Stalkipedia

Ever meet a famous sportsperson? Did Marty Crowe ever bash your ankle with a supermarket trolley? Been to a funeral with Keith Quinn? Do you and John Mitchell share a barber? Got a photo of yourself and the Mad Butcher?

sportreview.net.nz wants to hear about it. Let’s build New Zealand’s most comprehensive database of sporting stalking.

To get involved, just email [richard (at) sportreview dot net dot nz] the following information about your brush with fame:

Target: (your mark)
Stalker: (your name, and your website if you’ve got one)
When: (The year will do)
Where: (Pub, carpark, place of work, whereever)
Details: (Tell us your story, in as much and as little detail as you like. Make us laugh)

  • You get BIG bonus points if you have a photo – get them in
  • Anything goes – sports men, women, administrators, Kiwis, overseas stars, what ever. While we want it sports-based, if you called Hugh Grant a wanker one time, send it in. I might even tell my Nick Hornby story
  • Questions / problems, let me know, I’m happy to change names to protect the innocent
  • I’ll publish anything I get here, and work out the best way to organise them as we go

 


Andrew Hore

A special Rugby World Cup 2011 stalk here with bonus Beaver (YAY!), submitted by DJ Nelly.

 
 
From submitter’s email:I heartily accept all of your apologies (even those that haven’t given them to Jase and I yet J) for all of the bad things you ever said about Donald.

Couldn’t have scripted it any better – turns out our t-shirts we had made to wear to work on Friday were a massive hit when we pulled them out at the game… no one could believe it!!

Only problem is I don’t have mine anymore – but what do you say when I bloke wearing a medal says to you “bro I NEED that shirt!”

 


Chris (and Lance) Carins

Father and son black caps – here’s Chris in action.

Jane with Cairns junior

Jane with Cairns senior enjoying a warm beer

Jane with Dermott Reeve and Chris Lewis, two ex-cricketers with white line problems

One for the laydeez

Stalkers: Jane & Angus
When: 2000
Where: Chris Cairns’ testimonial match, Datchet, UK
Details: Chris Cairns held a testimonial match at a tiny club cricket ground at Datchet (near Windsor). It was the quintessential village cricket green – picket fence and all.

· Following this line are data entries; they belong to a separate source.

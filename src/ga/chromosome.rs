//! Cell-grid chromosome for timetabling.
//!
//! # Encoding
//!
//! One cell per (section, slot), each holding at most one session id.
//! A lab session occupies two adjacent cells on the same day. Because a
//! cell can hold only one session, two sessions of one section can never
//! share a slot; what recombination *can* produce is a session appearing
//! twice (inherited from both parents on different days) or not at all.
//! [`TimetableChromosome::repair`] removes both.
//!
//! # Initialization
//!
//! Sessions are shuffled, labs go first, and each gets a bounded number of
//! randomized placements under hard and soft rules. After that, force
//! placement takes the first empty clash-free position ignoring soft rules.
//! A session that still does not fit is recorded in `unplaced`.

use rand::seq::{IndexedRandom, SliceRandom};
use rand::Rng;

use super::problem::TimetableProblem;
use super::selection::Individual;
use crate::models::Slot;

/// Fitness of a chromosome that has not been evaluated yet.
pub const UNSCORED: f64 = f64::NEG_INFINITY;

/// Cell-grid chromosome. Higher fitness = better timetable.
#[derive(Debug, Clone, PartialEq)]
pub struct TimetableChromosome {
    /// `(section, slot)` cells, laid out by [`TimetableProblem::cell`].
    pub cells: Vec<Option<usize>>,
    /// Ids of sessions that could not be placed, ascending.
    pub unplaced: Vec<usize>,
    /// Fitness value ([`UNSCORED`] until evaluated).
    pub fitness: f64,
}

impl Individual for TimetableChromosome {
    fn fitness(&self) -> f64 {
        self.fitness
    }

    fn set_fitness(&mut self, fitness: f64) {
        self.fitness = fitness;
    }
}

/// Incremental occupancy counters used while placing sessions.
struct Occupancy {
    /// `instructor * slot_count + slot_index` → cells taught.
    instructor_busy: Vec<u16>,
    /// `assignment * days + day` → sessions of the subject that day.
    subject_day: Vec<u16>,
    /// `section * days + day` → lab sessions that day.
    labs_day: Vec<u16>,
}
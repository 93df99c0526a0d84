//! GA-based timetable optimization.
//!
//! # Encoding
//!
//! One cell per (section, slot), each holding at most one session id; labs
//! occupy two adjacent same-day cells. See [`chromosome`] for the
//! initializer, variation operators and repair.
//!
//! # Submodules
//!
//! - [`decompose`]: assignments → atomic sessions
//! - [`problem`]: interned problem definition and decoding
//! - [`fitness`]: weighted hard/soft evaluation
//! - [`selection`]: tournament selection and elitism
//! - [`operators`]: runtime-selectable crossover and mutation strategies
//! - [`engine`]: generational controller
//!
//! # Reference
//! - Colorni, Dorigo & Maniezzo (1992), "A genetic algorithm to solve the
//!   timetable problem"
//! - Burke, Elliman & Weare (1994), "A genetic algorithm based university
//!   timetabling system"

pub mod chromosome;
pub mod decompose;
pub mod engine;
pub mod fitness;
pub mod operators;
pub mod problem;
pub mod selection;

pub use chromosome::{
    conflict_swap_mutation, day_crossover, single_cut_crossover, swap_mutation,
    TimetableChromosome, UNSCORED,
};
pub use decompose::{decompose, total_hours, Decomposition, Overflow};
pub use engine::{
    CancellationToken, EvolutionController, EvolutionParams, EvolutionResult, GenerationStats,
    TerminationReason,
};
pub use fitness::{FitnessBreakdown, FitnessEvaluator, DEFAULT_SUCCESS_THRESHOLD};
pub use operators::{CrossoverType, GeneticOperators, MutationType};
pub use problem::TimetableProblem;
pub use selection::{elite_count, tournament_select, Individual};
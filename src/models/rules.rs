//! Institutional scheduling rules.
//!
//! Rules parameterize both the initializer (what a placement may do) and
//! the fitness evaluator (what is rewarded or penalized). Extra blocked
//! slots are hard: they are merged into the grid before search. Every
//! other rule is soft.

use serde::{Deserialize, Serialize};
use std::collections::BTreeSet;

use super::{Slot, TimeGrid};

/// Rules an institution applies on top of the bare time grid.
#[derive(Debug, Clone, PartialEq, Serialize, Deserialize)]
#[serde(default)]
pub struct InstitutionalRules {
    /// Slots blocked in addition to the grid's own blocked slots.
    pub blocked: BTreeSet<Slot>,
    /// Slots that should stay free (e.g. last period of the final day).
    /// Occupying one is penalized, never forbidden.
    pub reserved_free: BTreeSet<Slot>,
    /// Maximum lab sessions per section per day.
    pub max_labs_per_day: usize,
    /// Maximum occurrences of a theory subject per section per day.
    pub max_same_subject_per_day: usize,
    /// Tolerated spread between a section's busiest and lightest day.
    pub load_imbalance_threshold: usize,
    /// Teaching periods per instructor per week before overload is penalized.
    pub max_instructor_weekly_load: usize,
}

impl Default for InstitutionalRules {
    fn default() -> Self {
        Self {
            blocked: BTreeSet::new(),
            reserved_free: BTreeSet::new(),
            max_labs_per_day: 1,
            max_same_subject_per_day: 1,
            load_imbalance_threshold: 3,
            max_instructor_weekly_load: 25,
        }
    }
}

impl InstitutionalRules {
    /// Creates the default rule set.
    pub fn new() -> Self {
        Self::default()
    }

    /// Rules of the standard grid: the last period of Friday stays free.
    pub fn standard_for(grid: &TimeGrid) -> Self {
        let mut rules = Self::default();
        if let Some(friday) = grid.day_index("Friday") {
            rules.reserved_free.insert(Slot::new(friday, grid.last_period()));
        }
        rules
    }

    /// Blocks an extra slot.
    pub fn with_blocked(mut self, slot: Slot) -> Self {
        self.blocked.insert(slot);
        self
    }

    /// Marks a slot that should stay free.
    pub fn with_reserved_free(mut self, slot: Slot) -> Self {
        self.reserved_free.insert(slot);
        self
    }

    /// Sets the maximum labs per section per day.
    pub fn with_max_labs_per_day(mut self, max: usize) -> Self {
        self.max_labs_per_day = max;
        self
    }

    /// Sets the maximum same-subject occurrences per section per day.
    pub fn with_max_same_subject_per_day(mut self, max: usize) -> Self {
        self.max_same_subject_per_day = max;
        self
    }

    /// Sets the tolerated daily load spread.
    pub fn with_load_imbalance_threshold(mut self, threshold: usize) -> Self {
        self.load_imbalance_threshold = threshold;
        self
    }

    /// Sets the weekly instructor load cap.
    pub fn with_max_instructor_weekly_load(mut self, max: usize) -> Self {
        self.max_instructor_weekly_load = max;
        self
    }

    /// Whether the slot should stay free.
    #[inline]
    pub fn is_reserved(&self, slot: Slot) -> bool {
        self.reserved_free.contains(&slot)
    }

    /// The grid with this rule set's extra blocked slots applied.
    pub fn apply_to(&self, grid: &TimeGrid) -> TimeGrid {
        grid.clone().with_blocked_slots(self.blocked.iter().copied())
    }
}
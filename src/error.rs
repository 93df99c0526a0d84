//! Engine error type.
//!
//! Input problems (`InvalidAssignment`, `InvalidGrid`, `InvalidParams`) fail
//! fast before any search begins. `PlacementExhausted` is reported next to
//! the partial schedule in [`ScheduleOutcome`](crate::scheduler::ScheduleOutcome)
//! rather than replacing it.

use thiserror::Error;

/// Errors surfaced by the timetabling engine.
#[derive(Debug, Clone, PartialEq, Eq, Error)]
pub enum EngineError {
    /// A subject assignment is malformed (non-positive quota, unknown kind, empty id).
    #[error("invalid assignment '{subject}' for section '{section}': {reason}")]
    InvalidAssignment {
        subject: String,
        section: String,
        reason: String,
    },

    /// The time grid cannot host any schedule.
    #[error("invalid time grid: {0}")]
    InvalidGrid(String),

    /// Evolution parameters are out of range.
    #[error("invalid evolution parameters: {0}")]
    InvalidParams(String),

    /// Sessions could not be placed even by forced fallback.
    #[error("{} session(s) could not be placed: {}", unplaced.len(), unplaced.join(", "))]
    PlacementExhausted { unplaced: Vec<String> },
}

impl EngineError {
    pub(crate) fn invalid_assignment(
        subject: impl Into<String>,
        section: impl Into<String>,
        reason: impl Into<String>,
    ) -> Self {
        Self::InvalidAssignment {
            subject: subject.into(),
            section: section.into(),
            reason: reason.into(),
        }
    }

    /// Whether this error is caused by caller input rather than search outcome.
    pub fn is_input_error(&self) -> bool {
        !matches!(self, Self::PlacementExhausted { .. })
    }
}
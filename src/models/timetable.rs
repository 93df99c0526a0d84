//! Timetable (solution) model.
//!
//! A timetable is the decoded form of the best individual: every placed
//! session cell as a (section, slot) entry. It may still carry
//! violations when the search could not reach a feasible schedule.

use serde::{Deserialize, Serialize};
use std::collections::BTreeMap;

use super::{ExternalBooking, SessionKind, Slot};

/// A complete weekly timetable for one or more sections.
#[derive(Debug, Clone, Default, PartialEq, Serialize, Deserialize)]
pub struct Timetable {
    /// Working-day names, copied from the grid.
    pub days: Vec<String>,
    /// Periods per day, copied from the grid.
    pub periods_per_day: usize,
    /// One entry per occupied cell. Lab sessions produce two entries.
    pub entries: Vec<TimetableEntry>,
}

/// One occupied cell.
#[derive(Debug, Clone, PartialEq, Eq, Serialize, Deserialize)]
pub struct TimetableEntry {
    /// Section identifier.
    pub section: String,
    /// Occupied slot.
    pub slot: Slot,
    /// Subject identifier.
    pub subject: String,
    /// Instructor identifier.
    pub instructor: String,
    /// Session kind.
    pub kind: SessionKind,
    /// Id of the session occupying the cell.
    pub session_id: usize,
}

/// A rule violation found in a timetable.
#[derive(Debug, Clone, PartialEq, Serialize, Deserialize)]
pub struct Violation {
    /// Type of violation.
    pub violation_type: ViolationType,
    /// Related entity (section, instructor, or `section/subject`).
    pub entity_id: String,
    /// Human-readable description.
    pub message: String,
    /// Severity (0-100, higher = worse).
    pub severity: i32,
}

/// Classification of timetable violations.
#[derive(Debug, Clone, Copy, PartialEq, Eq, Hash, Serialize, Deserialize)]
pub enum ViolationType {
    /// Two sessions of one section share a slot.
    SlotCollision,
    /// An instructor teaches two sections at once.
    InstructorDoubleBooked,
    /// An instructor collides with an external booking.
    ExternalClash,
    /// Placed hours differ from the weekly quota.
    QuotaMismatch,
    /// A lab does not occupy two contiguous same-day periods.
    BrokenLab,
    /// A session sits in a blocked slot.
    BlockedSlotUsed,
    /// A subject appears more often in a day than allowed.
    SubjectRepeated,
    /// More labs in a section-day than allowed.
    LabsPerDayExceeded,
    /// A reserved free period is occupied.
    ReservedPeriodUsed,
    /// Busiest and lightest days differ by more than the threshold.
    LoadImbalance,
    /// An instructor teaches more than the weekly cap.
    InstructorOverloaded,
}

impl ViolationType {
    /// Hard violations make a timetable infeasible.
    pub fn is_hard(self) -> bool {
        matches!(
            self,
            Self::SlotCollision
                | Self::InstructorDoubleBooked
                | Self::ExternalClash
                | Self::QuotaMismatch
                | Self::BrokenLab
                | Self::BlockedSlotUsed
        )
    }

    /// Default severity for reports.
    pub fn severity(self) -> i32 {
        match self {
            Self::ExternalClash => 100,
            Self::SlotCollision | Self::InstructorDoubleBooked => 95,
            Self::QuotaMismatch | Self::BlockedSlotUsed => 90,
            Self::BrokenLab => 85,
            Self::ReservedPeriodUsed => 40,
            Self::SubjectRepeated | Self::LabsPerDayExceeded => 30,
            Self::InstructorOverloaded => 25,
            Self::LoadImbalance => 15,
        }
    }
}

impl Violation {
    /// Creates a violation with the type's default severity.
    pub fn new(
        violation_type: ViolationType,
        entity_id: impl Into<String>,
        message: impl Into<String>,
    ) -> Self {
        Self {
            violation_type,
            entity_id: entity_id.into(),
            message: message.into(),
            severity: violation_type.severity(),
        }
    }

    #[inline]
    pub fn is_hard(&self) -> bool {
        self.violation_type.is_hard()
    }
}

impl Timetable {
    /// Creates an empty timetable shaped like a grid.
    pub fn new(days: Vec<String>, periods_per_day: usize) -> Self {
        Self {
            days,
            periods_per_day,
            entries: Vec::new(),
        }
    }

    /// Adds an entry.
    pub fn add_entry(&mut self, entry: TimetableEntry) {
        self.entries.push(entry);
    }

    /// Number of occupied cells.
    pub fn entry_count(&self) -> usize {
        self.entries.len()
    }

    /// Distinct section identifiers, sorted.
    pub fn sections(&self) -> Vec<&str> {
        let mut sections: Vec<&str> = self.entries.iter().map(|e| e.section.as_str()).collect();
        sections.sort_unstable();
        sections.dedup();
        sections
    }

    /// Entries of one section, in slot order.
    pub fn entries_for_section(&self, section: &str) -> Vec<&TimetableEntry> {
        let mut entries: Vec<_> = self.entries.iter().filter(|e| e.section == section).collect();
        entries.sort_by_key(|e| e.slot);
        entries
    }

    /// Entries of one instructor across sections, in slot order.
    pub fn entries_for_instructor(&self, instructor: &str) -> Vec<&TimetableEntry> {
        let mut entries: Vec<_> = self
            .entries
            .iter()
            .filter(|e| e.instructor == instructor)
            .collect();
        entries.sort_by_key(|e| (e.slot, e.section.clone()));
        entries
    }

    /// The entry of a section at a slot, if any.
    pub fn entry_at(&self, section: &str, slot: Slot) -> Option<&TimetableEntry> {
        self.entries
            .iter()
            .find(|e| e.section == section && e.slot == slot)
    }

    /// Placed hours per (section, subject).
    pub fn hours_by_subject(&self) -> BTreeMap<(String, String), usize> {
        let mut hours = BTreeMap::new();
        for e in &self.entries {
            *hours
                .entry((e.section.clone(), e.subject.clone()))
                .or_insert(0) += 1;
        }
        hours
    }

    /// Section grid as `days × periods` of subject ids (`None` = free).
    pub fn section_grid(&self, section: &str) -> Vec<Vec<Option<&str>>> {
        let mut grid = vec![vec![None; self.periods_per_day]; self.days.len()];
        for e in self.entries.iter().filter(|e| e.section == section) {
            if let Some(cell) = grid
                .get_mut(e.slot.day)
                .and_then(|row| row.get_mut(e.slot.period))
            {
                *cell = Some(e.subject.as_str());
            }
        }
        grid
    }

    /// Converts the timetable into bookings for future runs.
    ///
    /// Each instructor/slot pair appears once even if several sections
    /// share it.
    pub fn to_bookings(&self) -> Vec<ExternalBooking> {
        let mut seen = std::collections::HashSet::new();
        let mut bookings = Vec::new();
        let mut entries: Vec<_> = self.entries.iter().collect();
        entries.sort_by_key(|e| e.slot);
        for e in entries {
            if seen.insert((e.instructor.as_str(), e.slot)) {
                let booking = ExternalBooking::new(e.instructor.clone(), e.slot);
                bookings.push(booking.with_origin(e.section.clone()));
            }
        }
        bookings
    }
}

#[cfg(test)]
mod tests {
    use super::*;

    fn entry(
        section: &str,
        day: usize,
        period: usize,
        subject: &str,
        instructor: &str,
    ) -> TimetableEntry {
        TimetableEntry {
            section: section.into(),
            slot: Slot::new(day, period),
            subject: subject.into(),
            instructor: instructor.into(),
            kind: SessionKind::Theory,
            session_id: 0,
        }
    }

    fn sample_timetable() -> Timetable {
        let mut t = Timetable::new(vec!["Mon".into(), "Tue".into()], 3);
        t.add_entry(entry("A", 0, 0, "Math", "Rao"));
        t.add_entry(entry("A", 1, 2, "Math", "Rao"));
        t.add_entry(entry("B", 0, 0, "Physics", "Iyer"));
        t.add_entry(entry("B", 0, 1, "Math", "Rao"));
        t
    }

    #[test]
    fn test_sections_and_views() {
        let t = sample_timetable();
        assert_eq!(t.sections(), vec!["A", "B"]);
        assert_eq!(t.entries_for_section("A").len(), 2);
        assert_eq!(t.entries_for_instructor("Rao").len(), 3);
        assert_eq!(t.entry_at("B", Slot::new(0, 1)).unwrap().subject, "Math");
        assert!(t.entry_at("A", Slot::new(0, 1)).is_none());
    }

    #[test]
    fn test_hours_by_subject() {
        let hours = sample_timetable().hours_by_subject();
        assert_eq!(hours[&("A".to_string(), "Math".to_string())], 2);
        assert_eq!(hours[&("B".to_string(), "Math".to_string())], 1);
    }

    #[test]
    fn test_section_grid() {
        let tt = sample_timetable();
        let grid = tt.section_grid("B");
        assert_eq!(grid[0], vec![Some("Physics"), Some("Math"), None]);
        assert_eq!(grid[1], vec![None, None, None]);
    }

    #[test]
    fn test_to_bookings_dedups_instructor_slots() {
        let mut t = sample_timetable();
        t.add_entry(entry("C", 0, 0, "Physics", "Iyer"));
        let bookings = t.to_bookings();
        assert_eq!(bookings.len(), 4);
        assert_eq!(bookings[0].slot, Slot::new(0, 0));
        assert!(bookings.iter().all(|b| b.origin.is_some()));
    }

    #[test]
    fn test_violation_classes() {
        let v = Violation::new(ViolationType::ExternalClash, "Rao", "busy");
        assert!(v.is_hard());
        assert_eq!(v.severity, 100);
        assert!(!ViolationType::LoadImbalance.is_hard());
        assert!(ViolationType::BrokenLab.severity() > ViolationType::SubjectRepeated.severity());
    }
}
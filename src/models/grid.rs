//! Weekly time grid and slot coordinates.
//!
//! A [`TimeGrid`] is an ordered list of working days, each split into the
//! same number of periods. Some slots are *blocked* (breaks, lunch,
//! institution-specific rules) and are never assignable. Labs run in
//! predefined two-period *lab blocks*.
//!
//! # Precedence
//! A slot is assignable iff it lies inside the grid AND it is not blocked.
//! Lab blocks that touch a blocked slot are skipped, not rejected.

use serde::{Deserialize, Serialize};
use std::collections::BTreeSet;
use std::fmt;

use crate::error::EngineError;

/// A (day, period) coordinate. Both indices are zero-based.
#[derive(Debug, Clone, Copy, PartialEq, Eq, PartialOrd, Ord, Hash, Serialize, Deserialize)]
pub struct Slot {
    /// Day index into [`TimeGrid::days`].
    pub day: usize,
    /// Period index within the day.
    pub period: usize,
}

impl Slot {
    /// Creates a slot.
    #[inline]
    pub const fn new(day: usize, period: usize) -> Self {
        Self { day, period }
    }

    /// The slot one period later on the same day.
    #[inline]
    pub const fn next(self) -> Self {
        Self::new(self.day, self.period + 1)
    }
}

impl fmt::Display for Slot {
    fn fmt(&self, f: &mut fmt::Formatter<'_>) -> fmt::Result {
        write!(f, "d{}p{}", self.day, self.period)
    }
}

/// A two-period block reserved for labs: periods `start` and `start + 1`.
#[derive(Debug, Clone, Copy, PartialEq, Eq, PartialOrd, Ord, Hash, Serialize, Deserialize)]
pub struct LabBlock {
    /// First period of the block.
    pub start: usize,
}

impl LabBlock {
    /// Creates a block covering `start` and `start + 1`.
    pub const fn new(start: usize) -> Self {
        Self { start }
    }

    /// The two slots of this block on `day`.
    #[inline]
    pub fn slots(self, day: usize) -> [Slot; 2] {
        [Slot::new(day, self.start), Slot::new(day, self.start + 1)]
    }
}

/// Weekly grid of working days × periods.
#[derive(Debug, Clone, PartialEq, Serialize, Deserialize)]
pub struct TimeGrid {
    /// Working-day names, in week order.
    pub days: Vec<String>,
    /// Number of periods per day.
    pub periods_per_day: usize,
    /// Slots that can never hold a session.
    #[serde(default)]
    pub blocked: BTreeSet<Slot>,
    /// Predefined lab blocks, identical on every day.
    #[serde(default = "default_lab_blocks")]
    pub lab_blocks: Vec<LabBlock>,
}

fn default_lab_blocks() -> Vec<LabBlock> {
    vec![LabBlock::new(0), LabBlock::new(2), LabBlock::new(4)]
}

impl TimeGrid {
    /// Creates a grid with the given day names and period count.
    ///
    /// Lab blocks default to consecutive pairs `(0,1), (2,3), ...`.
    pub fn new<S: Into<String>>(days: impl IntoIterator<Item = S>, periods_per_day: usize) -> Self {
        Self {
            days: days.into_iter().map(Into::into).collect(),
            periods_per_day,
            blocked: BTreeSet::new(),
            lab_blocks: (0..periods_per_day / 2).map(|i| LabBlock::new(i * 2)).collect(),
        }
    }

    /// Five working days (Tuesday to Saturday), six periods, three lab blocks.
    pub fn standard() -> Self {
        Self::new(["Tuesday", "Wednesday", "Thursday", "Friday", "Saturday"], 6)
    }

    /// Blocks a single slot.
    pub fn with_blocked(mut self, slot: Slot) -> Self {
        self.blocked.insert(slot);
        self
    }

    /// Blocks several slots.
    pub fn with_blocked_slots(mut self, slots: impl IntoIterator<Item = Slot>) -> Self {
        self.blocked.extend(slots);
        self
    }

    /// Blocks `period` on every day (e.g. lunch).
    pub fn with_blocked_period(mut self, period: usize) -> Self {
        for day in 0..self.days.len() {
            self.blocked.insert(Slot::new(day, period));
        }
        self
    }

    /// Replaces the lab blocks with blocks starting at the given periods.
    pub fn with_lab_blocks(mut self, starts: impl IntoIterator<Item = usize>) -> Self {
        self.lab_blocks = starts.into_iter().map(LabBlock::new).collect();
        self
    }

    /// Number of working days.
    #[inline]
    pub fn day_count(&self) -> usize {
        self.days.len()
    }

    /// Total number of cells (blocked included).
    #[inline]
    pub fn slot_count(&self) -> usize {
        self.days.len() * self.periods_per_day
    }

    /// Index of the last period of a day.
    #[inline]
    pub fn last_period(&self) -> usize {
        self.periods_per_day.saturating_sub(1)
    }

    /// Whether the slot lies inside the grid.
    #[inline]
    pub fn contains(&self, slot: Slot) -> bool {
        slot.day < self.days.len() && slot.period < self.periods_per_day
    }

    /// Whether the slot is blocked.
    #[inline]
    pub fn is_blocked(&self, slot: Slot) -> bool {
        self.blocked.contains(&slot)
    }

    /// Whether a session may be placed in the slot.
    #[inline]
    pub fn is_assignable(&self, slot: Slot) -> bool {
        self.contains(slot) && !self.is_blocked(slot)
    }

    /// Row-major index of a slot (`day * periods_per_day + period`).
    #[inline]
    pub fn slot_index(&self, slot: Slot) -> usize {
        slot.day * self.periods_per_day + slot.period
    }

    /// Inverse of [`slot_index`](Self::slot_index).
    #[inline]
    pub fn slot_at(&self, index: usize) -> Slot {
        Slot::new(index / self.periods_per_day, index % self.periods_per_day)
    }

    /// All slots in day-then-period order.
    pub fn slots(&self) -> impl Iterator<Item = Slot> + '_ {
        (0..self.slot_count()).map(|i| self.slot_at(i))
    }

    /// All assignable slots in day-then-period order.
    pub fn open_slots(&self) -> impl Iterator<Item = Slot> + '_ {
        self.slots().filter(|s| !self.is_blocked(*s))
    }

    /// Number of assignable slots.
    pub fn open_slot_count(&self) -> usize {
        self.open_slots().count()
    }

    /// Lab blocks on `day` whose two slots are both assignable.
    pub fn open_lab_blocks(&self, day: usize) -> impl Iterator<Item = LabBlock> + '_ {
        self.lab_blocks
            .iter()
            .copied()
            .filter(move |b| b.slots(day).iter().all(|s| self.is_assignable(*s)))
    }

    /// Looks up a day index by name (case-insensitive).
    pub fn day_index(&self, name: &str) -> Option<usize> {
        self.days.iter().position(|d| d.eq_ignore_ascii_case(name))
    }

    /// Day name for an index, if in range.
    pub fn day_name(&self, day: usize) -> Option<&str> {
        self.days.get(day).map(String::as_str)
    }

    /// Checks structural sanity.
    pub fn validate(&self) -> Result<(), EngineError> {
        if self.days.is_empty() {
            return Err(EngineError::InvalidGrid("grid has no working days".into()));
        }
        if self.periods_per_day == 0 {
            return Err(EngineError::InvalidGrid("grid has no periods per day".into()));
        }
        if let Some(block) = self
            .lab_blocks
            .iter()
            .find(|b| b.start + 1 >= self.periods_per_day)
        {
            return Err(EngineError::InvalidGrid(format!(
                "lab block starting at period {} runs past the end of the day",
                block.start
            )));
        }
        if let Some(slot) = self.blocked.iter().find(|s| !self.contains(**s)) {
            return Err(EngineError::InvalidGrid(format!(
                "blocked slot {slot} lies outside the grid"
            )));
        }
        Ok(())
    }
}

impl Default for TimeGrid {
    fn default() -> Self {
        Self::standard()
    }
}

#[cfg(test)]
mod tests {
    use super::*;

    #[test]
    fn test_standard_grid() {
        let g = TimeGrid::standard();
        assert_eq!(g.day_count(), 5);
        assert_eq!(g.periods_per_day, 6);
        assert_eq!(g.slot_count(), 30);
        assert_eq!(g.lab_blocks.len(), 3);
        assert_eq!(g.day_index("friday"), Some(3));
        assert!(g.validate().is_ok());
    }

    #[test]
    fn test_slot_index_roundtrip() {
        let g = TimeGrid::new(["Mon", "Tue"], 4);
        for (i, slot) in g.slots().enumerate() {
            assert_eq!(g.slot_index(slot), i);
            assert_eq!(g.slot_at(i), slot);
        }
        assert_eq!(g.slot_at(5), Slot::new(1, 1));
    }

    #[test]
    fn test_blocked_is_not_assignable() {
        let g = TimeGrid::standard()
            .with_blocked(Slot::new(3, 5))
            .with_blocked_period(2);
        assert!(!g.is_assignable(Slot::new(3, 5)));
        assert!(!g.is_assignable(Slot::new(0, 2)));
        assert!(!g.is_assignable(Slot::new(4, 2)));
        assert!(g.is_assignable(Slot::new(0, 3)));
        assert!(!g.is_assignable(Slot::new(5, 0)));
        assert_eq!(g.open_slot_count(), 30 - 5 - 1);
    }

    #[test]
    fn test_open_lab_blocks_skip_blocked() {
        let g = TimeGrid::standard().with_blocked(Slot::new(0, 3));
        let blocks: Vec<_> = g.open_lab_blocks(0).collect();
        assert_eq!(blocks, vec![LabBlock::new(0), LabBlock::new(4)]);
        assert_eq!(g.open_lab_blocks(1).count(), 3);
    }

    #[test]
    fn test_validate_rejects_bad_grids() {
        assert!(TimeGrid::new(Vec::<String>::new(), 6).validate().is_err());
        assert!(TimeGrid::new(["Mon"], 0).validate().is_err());
        let g = TimeGrid::new(["Mon"], 3).with_lab_blocks([2]);
        assert!(matches!(g.validate(), Err(EngineError::InvalidGrid(_))));
        let g = TimeGrid::new(["Mon"], 3).with_blocked(Slot::new(1, 0));
        assert!(g.validate().is_err());
    }

    #[test]
    fn test_odd_period_count_lab_blocks() {
        let g = TimeGrid::new(["Mon"], 5);
        assert_eq!(g.lab_blocks, vec![LabBlock::new(0), LabBlock::new(2)]);
    }
}
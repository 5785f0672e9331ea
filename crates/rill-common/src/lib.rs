// Shared leaf types for the Rill front end.
//
// Everything here is consumed by the lexer crate and by host tooling:
// the token vocabulary, the lexical error taxonomy, the diagnostic sink
// boundary, and a line index for rendering line-based diagnostics.

pub mod error;
pub mod line_index;
pub mod report;
pub mod token;

pub use error::{LexError, LexErrorKind};
pub use line_index::LineIndex;
pub use report::{CollectedDiagnostics, Diagnostic, DiagnosticSink};
pub use token::{keyword_from_str, Literal, Token, TokenKind};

The match was Chris Cairns XI v Lance Cairns XI and featured Chris Harris, Nathan Astle, Glen McGrath, former England player Chris Lewis (currently on charges of smuggling 200,000 quid’s worth of cocaine into the UK) amongst others, with the numbers made up by Datchet club players. A thoroughly enjoyable day (with the small boundaries encouraging plenty of big hits) which turned into a village BBQ complete with West Indian steel band, which turned into drinks in the pavilion, and more drinks, and a lot of drunk Kiwis on the last train back to London…. But not before Chris pleased the locals (and the ladies) with a shirtless haka!


Colin Meads

Greatest All Black ever – here he is in action.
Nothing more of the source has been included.